(Collected data entries)
//! 起動画面（ブランド表示 → バックエンド接続確認）

use crate::api::WebClient;
use gloo::timers::future::TimeoutFuture;
use leptos::prelude::*;
use leptos::task::spawn_local;
use receipt_review_common::endpoints::{HEALTH_ATTEMPTS, HEALTH_INTERVAL_MS};
use receipt_review_common::notify::messages;

/// ブランド表示の最短時間
const BRANDING_MS: u32 = 1500;

#[derive(Debug, Clone, Copy, PartialEq, Eq)]
enum SplashStatus {
    Branding,
    /// 試行回数
    Checking(u32),
    Failed,
}

/// 接続できるまで一定間隔で問い合わせる
async fn wait_for_backend(client: &WebClient, set_status: WriteSignal<SplashStatus>) -> bool {
    for attempt in 1..=HEALTH_ATTEMPTS {
        set_status.set(SplashStatus::Checking(attempt));
        if client.health().await {
            return true;
        }
        if attempt < HEALTH_ATTEMPTS {
            TimeoutFuture::new(HEALTH_INTERVAL_MS).await;
        }
    }
    false
}

#[component]
pub fn Splash<F>(client: WebClient, on_ready: F) -> impl IntoView
where
    F: Fn() + Clone + Send + Sync + 'static,
{
    let (status, set_status) = signal(SplashStatus::Branding);

    let start = move |with_branding: bool| {
        let client = client.clone();
        let on_ready = on_ready.clone();
        spawn_local(async move {
            if with_branding {
                set_status.set(SplashStatus::Branding);
                TimeoutFuture::new(BRANDING_MS).await;
            }
            if wait_for_backend(&client, set_status).await {
                on_ready();
            } else {
                gloo::console::warn!("backend unreachable");
                set_status.set(SplashStatus::Failed);
            }
        });
    };

    start(true);
    let retry = start.clone();

    view! {
        <div class="splash">
            <div class="splash-logo">"🧾"</div>
            <h1>"نظام معالجة الإيصالات"</h1>
            {move || match status.get() {
                SplashStatus::Branding => view! {
                    <p class="text-muted">"جاري التحميل..."</p>
                }.into_any(),
                SplashStatus::Checking(attempt) => view! {
                    <p class="text-muted">
                        {format!("جاري الاتصال بالخادم... ({}/{})", attempt, HEALTH_ATTEMPTS)}
                    </p>
                }.into_any(),
                SplashStatus::Failed => {
                    let retry = retry.clone();
                    view! {
                        <div class="splash-error">
                            <p>{messages::backend_unreachable()}</p>
                            <button class="btn btn-primary" on:click=move |_| retry(false)>
                                "إعادة المحاولة"
                            </button>
                        </div>
                    }.into_any()
                }
            }}
        </div>
    }
}
use std::num::NonZeroUsize;
use std::path::Path;

use serde::Deserialize;

use crate::error::ConfigError;

/// History settings, loadable from TOML:
///
/// ```toml
/// max_history_depth = 100   # omit for unbounded history
/// ```
#[derive(Debug, Clone, Copy, Default, PartialEq, Eq, Deserialize)]
#[serde(default, deny_unknown_fields)]
pub struct HistoryConfig {
    /// Oldest undo entries are dropped once this many are held
    pub max_history_depth: Option<NonZeroUsize>,
}

impl HistoryConfig {
    pub fn unbounded() -> Self {
        Self { max_history_depth: None }
    }

    pub fn with_max_depth(max_history_depth: NonZeroUsize) -> Self {
        Self {
            max_history_depth: Some(max_history_depth),
        }
    }

    /// Load config from TOML file
    pub fn from_file(path: &Path) -> Result<Self, ConfigError> {
        let content = std::fs::read_to_string(path)?;
        Self::from_toml_str(&content)
    }

    pub fn from_toml_str(content: &str) -> Result<Self, ConfigError> {
        Ok(toml::from_str(content)?)
    }
}
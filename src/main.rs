use std::fs::File;
use std::io::{self, BufReader};
use std::num::NonZeroUsize;
use std::path::PathBuf;

use tracing::{error, info};
use tracing_subscriber::EnvFilter;

use rewind::{script, Document, HistoryConfig, TextBuffer};

struct Args {
    config: Option<PathBuf>,
    max_depth: Option<NonZeroUsize>,
    script: Option<PathBuf>,
}

/// Parse command line arguments
fn parse_args() -> Args {
    let args: Vec<String> = std::env::args().collect();
    let mut parsed = Args {
        config: None,
        max_depth: None,
        script: None,
    };

    let mut i = 1;
    while i < args.len() {
        match args[i].as_str() {
            "-c" | "--config" => {
                if i + 1 < args.len() {
                    parsed.config = Some(PathBuf::from(&args[i + 1]));
                    i += 2;
                } else {
                    eprintln!("Error: --config requires an argument");
                    std::process::exit(1);
                }
            }
            "-m" | "--max-depth" => {
                if i + 1 < args.len() {
                    parsed.max_depth = Some(parse_depth(&args[i + 1]));
                    i += 2;
                } else {
                    eprintln!("Error: --max-depth requires an argument");
                    std::process::exit(1);
                }
            }
            "-h" | "--help" => {
                print_help();
                std::process::exit(0);
            }
            arg if arg.starts_with('-') => {
                eprintln!("Unknown option: {}", arg);
                std::process::exit(1);
            }
            _ => {
                parsed.script = Some(PathBuf::from(&args[i]));
                i += 1;
            }
        }
    }

    parsed
}

fn parse_depth(s: &str) -> NonZeroUsize {
    match s.parse::<NonZeroUsize>() {
        Ok(depth) => depth,
        Err(_) => {
            eprintln!("Invalid depth: '{}'. Use a positive integer.", s);
            std::process::exit(1);
        }
    }
}

fn print_help() {
    eprintln!("rewind - replay an edit script against a text buffer with undo/redo");
    eprintln!();
    eprintln!("USAGE:");
    eprintln!("    rewind [OPTIONS] [SCRIPT]");
    eprintln!();
    eprintln!("OPTIONS:");
    eprintln!("    -c, --config <FILE>    Load history settings from a TOML file");
    eprintln!("    -m, --max-depth <N>    Keep at most N undo steps (overrides config)");
    eprintln!("    -h, --help             Print this help message");
    eprintln!();
    eprintln!("SCRIPT lines: type <text>, delete <text>, insert <idx> <text>,");
    eprintln!("remove <idx> <text>, undo, redo, clear, print, status.");
    eprintln!("Quote text with \"...\" to keep surrounding spaces. Reads stdin without SCRIPT.");
}

fn main() -> io::Result<()> {
    tracing_subscriber::fmt()
        .with_env_filter(EnvFilter::try_from_default_env().unwrap_or_else(|_| EnvFilter::new("info")))
        .with_writer(io::stderr)
        .init();

    let args = parse_args();

    let mut config = match &args.config {
        Some(path) => HistoryConfig::from_file(path).map_err(|e| {
            error!(error = %e, path = %path.display(), "Failed to load config");
            io::Error::new(io::ErrorKind::InvalidData, e)
        })?,
        None => HistoryConfig::default(),
    };
    if args.max_depth.is_some() {
        config.max_history_depth = args.max_depth;
    }
    info!(max_history_depth = ?config.max_history_depth, "rewind started");

    let mut doc = Document::with_config(TextBuffer::new(), &config);
    let mut out = io::stdout().lock();

    match &args.script {
        Some(path) => {
            let file = File::open(path).map_err(|e| {
                error!(error = %e, path = %path.display(), "Failed to open script");
                e
            })?;
            script::run(&mut doc, BufReader::new(file), &mut out)
        }
        None => script::run(&mut doc, io::stdin().lock(), &mut out),
    }
}
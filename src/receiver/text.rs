use crate::error::Rejection;

use super::Receiver;

/// Plain text buffer used as the reference receiver.
#[derive(Debug, Clone, Default, PartialEq, Eq)]
pub struct TextBuffer {
    text: String,
}

/// Owned copy of a `TextBuffer`'s content
#[derive(Debug, Clone, PartialEq, Eq)]
pub struct TextSnapshot {
    text: String,
}

impl TextSnapshot {
    pub fn text(&self) -> &str {
        &self.text
    }
}

impl TextBuffer {
    pub fn new() -> Self {
        Self { text: String::new() }
    }

    pub fn with_text(text: impl Into<String>) -> Self {
        Self { text: text.into() }
    }

    pub fn text(&self) -> &str {
        &self.text
    }

    pub fn len_chars(&self) -> usize {
        self.text.chars().count()
    }

    pub fn is_empty(&self) -> bool {
        self.text.is_empty()
    }

    /// Append `words` at the end of the buffer
    pub fn type_text(&mut self, words: &str) {
        self.text.push_str(words);
    }

    /// Remove `words` from the end of the buffer. Rejected unless the buffer ends with it.
    pub fn delete_last(&mut self, words: &str) -> Result<(), Rejection> {
        if !self.text.ends_with(words) {
            return Err(Rejection::new(format!(
                "buffer does not end with {:?}",
                words
            )));
        }
        let new_len = self.text.len() - words.len();
        self.text.truncate(new_len);
        Ok(())
    }

    /// Insert `words` before the char at `char_idx` (`len_chars()` appends)
    pub fn insert(&mut self, char_idx: usize, words: &str) -> Result<(), Rejection> {
        let byte_idx = self.byte_idx(char_idx)?;
        self.text.insert_str(byte_idx, words);
        Ok(())
    }

    /// Remove `words` starting at `char_idx`. Rejected unless exactly that text is there.
    pub fn remove(&mut self, char_idx: usize, words: &str) -> Result<(), Rejection> {
        let start = self.byte_idx(char_idx)?;
        if !self.text[start..].starts_with(words) {
            return Err(Rejection::new(format!(
                "{:?} not found at position {}",
                words, char_idx
            )));
        }
        self.text.replace_range(start..start + words.len(), "");
        Ok(())
    }

    /// Convert a char index to a byte index, accepting one-past-the-end
    fn byte_idx(&self, char_idx: usize) -> Result<usize, Rejection> {
        self.text
            .char_indices()
            .map(|(b, _)| b)
            .chain(std::iter::once(self.text.len()))
            .nth(char_idx)
            .ok_or_else(|| {
                Rejection::new(format!(
                    "position {} is past the end of the buffer ({} chars)",
                    char_idx,
                    self.len_chars()
                ))
            })
    }
}

impl Receiver for TextBuffer {
    type Memento = TextSnapshot;

    fn snapshot(&self) -> TextSnapshot {
        TextSnapshot { text: self.text.clone() }
    }

    fn restore(&mut self, memento: TextSnapshot) {
        self.text = memento.text;
    }
}
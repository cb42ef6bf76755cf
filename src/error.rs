use thiserror::Error;

/// Reported by a command or a receiver primitive that refuses a mutation.
/// The receiver is left exactly as it was.
#[derive(Error, Debug, Clone, PartialEq, Eq)]
#[error("{reason}")]
pub struct Rejection {
    pub reason: String,
}

impl Rejection {
    pub fn new(reason: impl Into<String>) -> Self {
        Self { reason: reason.into() }
    }
}

/// Errors surfaced by the history engine. The engine stays usable after any of them.
#[derive(Error, Debug, Clone, PartialEq, Eq)]
pub enum HistoryError {
    #[error("command '{command}' was rejected: {source}")]
    CommandRejected {
        command: String,
        #[source]
        source: Rejection,
    },

    /// `reverse()` failed for a command whose `apply()` had succeeded.
    #[error("command '{command}' could not be reversed: {source}")]
    InconsistentReverse {
        command: String,
        #[source]
        source: Rejection,
    },
}

impl HistoryError {
    pub fn command(&self) -> &str {
        match self {
            HistoryError::CommandRejected { command, .. } => command,
            HistoryError::InconsistentReverse { command, .. } => command,
        }
    }
}

#[derive(Error, Debug)]
pub enum ConfigError {
    #[error("failed to read config file: {0}")]
    Read(#[from] std::io::Error),

    #[error("failed to parse config file: {0}")]
    Parse(#[from] toml::de::Error),
}
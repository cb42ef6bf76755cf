use crate::error::Rejection;
use crate::receiver::Receiver;

use super::Command;

/// Memento-based reversal for edits with no clean inverse.
///
/// The receiver is captured right before every `apply` and restored wholesale on
/// `reverse`. If the edit rejects, the capture is restored so a partial mutation
/// never leaks out.
pub struct Snapshotted<R: Receiver, F> {
    label: String,
    edit: F,
    saved: Option<R::Memento>,
}

impl<R, F> Snapshotted<R, F>
where
    R: Receiver,
    F: FnMut(&mut R) -> Result<(), Rejection>,
{
    pub fn new(label: impl Into<String>, edit: F) -> Self {
        Self {
            label: label.into(),
            edit,
            saved: None,
        }
    }
}

impl<R, F> Command<R> for Snapshotted<R, F>
where
    R: Receiver,
    R::Memento: Send,
    F: FnMut(&mut R) -> Result<(), Rejection> + Send,
{
    fn apply(&mut self, receiver: &mut R) -> Result<(), Rejection> {
        let before = receiver.snapshot();
        match (self.edit)(receiver) {
            Ok(()) => {
                self.saved = Some(before);
                Ok(())
            }
            Err(rejection) => {
                receiver.restore(before);
                Err(rejection)
            }
        }
    }

    fn reverse(&mut self, receiver: &mut R) -> Result<(), Rejection> {
        let before = self
            .saved
            .take()
            .ok_or_else(|| Rejection::new("nothing to restore, command was never applied"))?;
        receiver.restore(before);
        Ok(())
    }

    fn label(&self) -> String {
        self.label.clone()
    }
}

/// Replaces the receiver's state with a stored memento, e.g. "revert to checkpoint".
pub struct Restore<R: Receiver> {
    label: String,
    target: R::Memento,
    previous: Option<R::Memento>,
}

impl<R: Receiver> Restore<R> {
    pub fn new(label: impl Into<String>, target: R::Memento) -> Self {
        Self {
            label: label.into(),
            target,
            previous: None,
        }
    }

    pub fn target(&self) -> &R::Memento {
        &self.target
    }
}

impl<R> Command<R> for Restore<R>
where
    R: Receiver,
    R::Memento: Send,
{
    fn apply(&mut self, receiver: &mut R) -> Result<(), Rejection> {
        self.previous = Some(receiver.snapshot());
        receiver.restore(self.target.clone());
        Ok(())
    }

    fn reverse(&mut self, receiver: &mut R) -> Result<(), Rejection> {
        let previous = self
            .previous
            .take()
            .ok_or_else(|| Rejection::new("nothing to restore, command was never applied"))?;
        receiver.restore(previous);
        Ok(())
    }

    fn label(&self) -> String {
        self.label.clone()
    }
}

- Problem to work on -
If a line of the records holds the word "exit", count it; report only the total.

- Reply -
5